On 12 Jan 2009, at 4:21 AM, Robert L. Nuckolls, III wrote:
Quote:
At 07:19 PM 1/10/2009, you wrote:
Quote:
I have another D-Sub question... are the pin types with the u shaped cross section for crimping the wire and another section for crimping the wire ok to use - or is the solid pin type the norm?
Thanks
Chris Lucas
RV-10

   The sheet metal pins are very widely used throughout
   the electronics industry but are tricky to put on with
   consistency using el-cheeso hand-tools. Further, they're
   not the same grade of interconnect as the mil-spec style.
   I quit using the sheet metal pins here years ago
   and I recommend their use.


       Bob . . .

I used the cheap stuff for my wiring project, due to the extra cost and time it would have taken to get hold of the machined pins (living on the dark continent puts access to anything but the cheap stuff on the other side of the planet, on the other side of a very large shipping fee, and on the other side of a very bad exchange rate). They're not critical to the correct operation of my electrical system, so continued to hack my way through. Many broken pins, snapped wires and sockets with stuck pins later, I finished and got everything working. But when time allows, I'm going to redo it all (using the CORRECT equipment and parts), because although it works for now, I don't think it'll last more than a couple of years in the high-vibration environment.

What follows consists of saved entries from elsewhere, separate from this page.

use crate::ambassador::SnapshotInclusion;
use crate::api::options::{ReplicationOptions, ReplicationOptionsValidated};
use crate::commitlog::{LogStore, Term};
use crate::connection::Connector;
use crate::leader::{Leader, LeaderParts};
use crate::topology::{FollowerInfo, TopologyStore};
use std::collections::HashSet;
use std::convert::TryFrom;
use std::io;
use std::sync::Arc;

pub struct LeaderConfig {
    pub logger: slog::Logger,
    /// The term this node won its election in.
    pub term: Term,
    pub leader_tag: String,
    pub leader_url: String,
    /// Every other voting member. The leader itself must not be listed.
    pub followers: Vec<FollowerInfo>,
    pub options: ReplicationOptions,
    pub snapshot_inclusion: SnapshotInclusion,
    pub log_store: Arc<dyn LogStore>,
    pub topology_store: Arc<dyn TopologyStore>,
    pub connector: Arc<dyn Connector>,
}

#[derive(Debug, thiserror::Error)]
pub enum LeaderCreationError {
    #[error("Illegal options for replication: {0}")]
    IllegalOptions(String),
    #[error("Follower {0} is listed more than once")]
    DuplicateFollower(String),
    #[error("Leader {0} is listed as its own follower")]
    LeaderIsFollower(String),
    #[error("Term 0 cannot have a leader")]
    InvalidTerm,
    #[error("Log initialization failure")]
    LogInitialization(#[from] io::Error),
}

/// Start replicating to every follower. Must be called from within a tokio runtime.
pub fn try_start_leader(config: LeaderConfig) -> Result<Leader, LeaderCreationError> {
    let options = ReplicationOptionsValidated::try_from(config.options)
        .map_err(|e| LeaderCreationError::IllegalOptions(e.to_string()))?;

    if config.term == Term::default() {
        return Err(LeaderCreationError::InvalidTerm);
    }
    let mut seen = HashSet::new();
    for follower in &config.followers {
        if follower.tag == config.leader_tag {
            return Err(LeaderCreationError::LeaderIsFollower(follower.tag.clone()));
        }
        if !seen.insert(follower.tag.as_str()) {
            return Err(LeaderCreationError::DuplicateFollower(follower.tag.clone()));
        }
    }

    let leader = Leader::start(LeaderParts {
        logger: config.logger,
        term: config.term,
        leader_tag: config.leader_tag,
        leader_url: config.leader_url,
        followers: config.followers,
        options,
        snapshot_inclusion: config.snapshot_inclusion,
        log_store: config.log_store,
        topology_store: config.topology_store,
        connector: config.connector,
    })?;

    Ok(leader)
}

Another frustration I had was once everything was crimped and all the pins were pushed into the sockets, the damned things wouldn't fit together! There is so much play within the support for the female pins, that it allows them to move out of alignment with their male counterparts.
So don't waste your time and effort, do it right first time. The frustration of getting a crimp right using cheap tools and parts alone is enough to cover the outlay for the good stuff!
Etienne
[quote][b]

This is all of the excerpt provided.